Écrire en RECOMMANDÉ AVEC AR à Monsieur le Président Départemental aura + d’impacts.

En + c’est GRATUIT à part les frais du recommandé avec AR


----------



## liline17 (1 Septembre 2022)

oui, c'est comme ça que je ferai, il vaut mieux se plaindre d'une personne qui est en tord, plutôt qu'à une institution


----------



## nounoucat1 (1 Septembre 2022)

Oui plutôt faire comme dit chantou


----------



## Lili45 (1 Septembre 2022)

Je n'ai pas tout compris,  désolée. Vous avez été jugée et insultée en tant que parent ou en tant qu"AM ? Le rapport que vous évoquez parle de votre enfant ? Ce sont des diffamations d'ordre professionnel ou personnel ?


----------



## nounoucat1 (2 Septembre 2022)

Bonjour je crois que la postante n'est pas revenue préciser son problème et dire l'action qu'elle a décidé.
Bonne journée


----------



## Sassou22 (4 Septembre 2022)

Valérie21 et si je change de département ? Comment puis je arrêter sa car dans le département ou je suis il ce connaissent tous j'aimerais envoyer un courrier au CD mais le soucis il sont tous en lien. Les 2 Lili45 et oui j'en ai assez. Alors cette il sont due pouvoir mais ce pas une raison pour prendre des gens pour des mèrde Je suis navrée je viens tout lire nounoucat1 sa fait un moment je me suis pas connecté je viens davoir tout juste le temps.


----------



## Sassou22 (4 Septembre 2022)

Bah je sais quoi faire...franchement c'est une grande impasse.
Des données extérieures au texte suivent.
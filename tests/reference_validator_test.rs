use std::sync::Arc;

use httpmock::prelude::*;
use serde_json::json;
use syllabus_backend::{
    genai::{GeminiHttpClient, GenaiConfig},
    messages,
    services::ReferenceValidator,
};

const MODEL_PATH: &str = "/models/gemini-test:generateContent";

fn validator(server: &MockServer) -> ReferenceValidator {
    let client = GeminiHttpClient::new(GenaiConfig {
        api_key: "test-key".to_string(),
        model: "gemini-test".to_string(),
        base_url: server.base_url(),
    })
    .expect("Failed to build client");
    ReferenceValidator::new(Some(Arc::new(client)))
}

fn model_reply(text: &str) -> serde_json::Value {
    json!({
        "candidates": [
            { "content": { "role": "model", "parts": [ { "text": text } ] } }
        ]
    })
}

#[tokio::test]
async fn test_valid_reference_is_accepted() {
    let server = MockServer::start_async().await;
    let api_mock = server
        .mock_async(|when, then| {
            when.method(POST)
                .path(MODEL_PATH)
                .header("x-goog-api-key", "test-key")
                .body_contains("responseSchema")
                .body_contains("Sapolsky");
            then.status(200)
                .header("Content-Type", "application/json")
                .json_body(model_reply(r#"{"isValid": true, "feedback": "La referencia es correcta."}"#));
        })
        .await;

    let result = validator(&server)
        .validate("Sapolsky, R. M. (2017). Behave. Penguin Press.")
        .await;

    api_mock.assert_async().await;
    assert!(result.is_valid);
    assert_eq!(result.feedback, "La referencia es correcta.");
}

#[tokio::test]
async fn test_invalid_reference_keeps_model_feedback() {
    let server = MockServer::start_async().await;
    server
        .mock_async(|when, then| {
            when.method(POST).path(MODEL_PATH);
            then.status(200).json_body(model_reply(
                r#"{"isValid": false, "feedback": "Falta el año de publicación."}"#,
            ));
        })
        .await;

    let result = validator(&server).validate("Sapolsky. Behave.").await;

    assert!(!result.is_valid);
    assert_eq!(result.feedback, "Falta el año de publicación.");
}

#[tokio::test]
async fn test_upstream_error_becomes_generic_rejection() {
    let server = MockServer::start_async().await;
    let api_mock = server
        .mock_async(|when, then| {
            when.method(POST).path(MODEL_PATH);
            then.status(500).body("internal error");
        })
        .await;

    let result = validator(&server).validate("Autor, A. (2020). Título.").await;

    api_mock.assert_async().await;
    assert!(!result.is_valid);
    assert_eq!(result.feedback, messages::VALIDATION_FAILED);
}

#[tokio::test]
async fn test_off_schema_answer_becomes_generic_rejection() {
    let server = MockServer::start_async().await;
    server
        .mock_async(|when, then| {
            when.method(POST).path(MODEL_PATH);
            then.status(200).json_body(model_reply(r#"{"valid": "yes"}"#));
        })
        .await;

    let result = validator(&server).validate("Autor, A. (2020). Título.").await;

    assert!(!result.is_valid);
    assert_eq!(result.feedback, messages::VALIDATION_FAILED);
}

#[tokio::test]
async fn test_empty_candidates_become_generic_rejection() {
    let server = MockServer::start_async().await;
    server
        .mock_async(|when, then| {
            when.method(POST).path(MODEL_PATH);
            then.status(200).json_body(json!({ "candidates": [] }));
        })
        .await;

    let result = validator(&server).validate("Autor, A. (2020). Título.").await;

    assert!(!result.is_valid);
    assert_eq!(result.feedback, messages::VALIDATION_FAILED);
}

#[tokio::test]
async fn test_blank_reference_never_reaches_the_model() {
    let server = MockServer::start_async().await;
    let api_mock = server
        .mock_async(|when, then| {
            when.method(POST).path(MODEL_PATH);
            then.status(200).json_body(model_reply(r#"{"isValid": true, "feedback": "ok"}"#));
        })
        .await;

    let result = validator(&server).validate("   \n").await;

    assert_eq!(api_mock.hits_async().await, 0);
    assert!(!result.is_valid);
    assert_eq!(result.feedback, messages::EMPTY_REFERENCE);
}

#[tokio::test]
async fn test_missing_model_is_a_generic_rejection() {
    let result = ReferenceValidator::new(None)
        .validate("Autor, A. (2020). Título.")
        .await;

    assert!(!result.is_valid);
    assert_eq!(result.feedback, messages::VALIDATION_FAILED);
}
Sa me soûl j'aimerais les mettre à leur place mais j'ai pas 36 solutions !!


----------



## nounoucat1 (4 Septembre 2022)

Que s'est il passe au juste ??


----------



## Sassou22 (5 Septembre 2022)

Bah il critique, juge font beaucoup de mensonges, diffamation et j'en passe le pire cest envers moi et ma famille ! Donc il faut que sa ce cesse.


----------



## Sandrine2572 (5 Septembre 2022)

Excuser moi mais j ai du mal a suivre .... Votre soucis  avec la pmi est en tant que assistante maternelle ou vous et votre propre famille ?


----------



## liline17 (5 Septembre 2022)

ce que vous pouvez commencer à faire, c'est de demander à voir votre dossier, cela vous permettra soit de confirmer vos soupçons, et d'avoir de quoi vous défendre, soit de voir que votre dossier ne pose pas de problème
Dans la mesure ou elles savent que vous demandez à le voir, elles seront plus prudentes à l'avenir


----------



## Sassou22 (5 Septembre 2022)

Non non je suis pas assmat je suis parent ! Oui j'ai vue mon dossier mais il y a beaucoup de mensonges d'ailleurs elle sont fait beaucoup d'erreur !!


----------



## Sassou22 (5 Septembre 2022)

Mais on m'a dit que vous travaillez bien avec eux en tant que assmat et vous savez comment les contré on m'a dit également que parfois il font aussi quelques misère au assmat mais je ne savait pas si ce vrai avant de venir sur ce site ! Seulement je viens de comprendre que c'était vrai finalement.


----------



## nounoucat1 (5 Septembre 2022)

Alors si les puers enquêtent sur votre famille et vous critiquent c'est en partie leur travail souvent pour la protection des enfants , demandez un rdv à la pmi et apportez des témoignages écrits de personnes qui peuvent dire qu'elles se trompent. 
Ce n'est pas la même relation que les assmats et la pmi, nous c'est pour être autorisé à travailler à notre domicile .


----------



## Sandrine2572 (5 Septembre 2022)

Une relation en tant que assmat et la relation en tant que parent avec la pmi n a rien à voir 

On ne connait pas votre cas . Juste votre  version des fait le dossier de la pmi on ne le connait pas  donc on ne peu pas jugez si vous avez tort ou raison


----------



## nounoucat1 (5 Septembre 2022)

Oui on ne peut pas vous conseillez nous ne connaissons pas votre problème qui n'a rien avoir avec notre métier. Pourvu que tout s'arrange vite pour votre famille


----------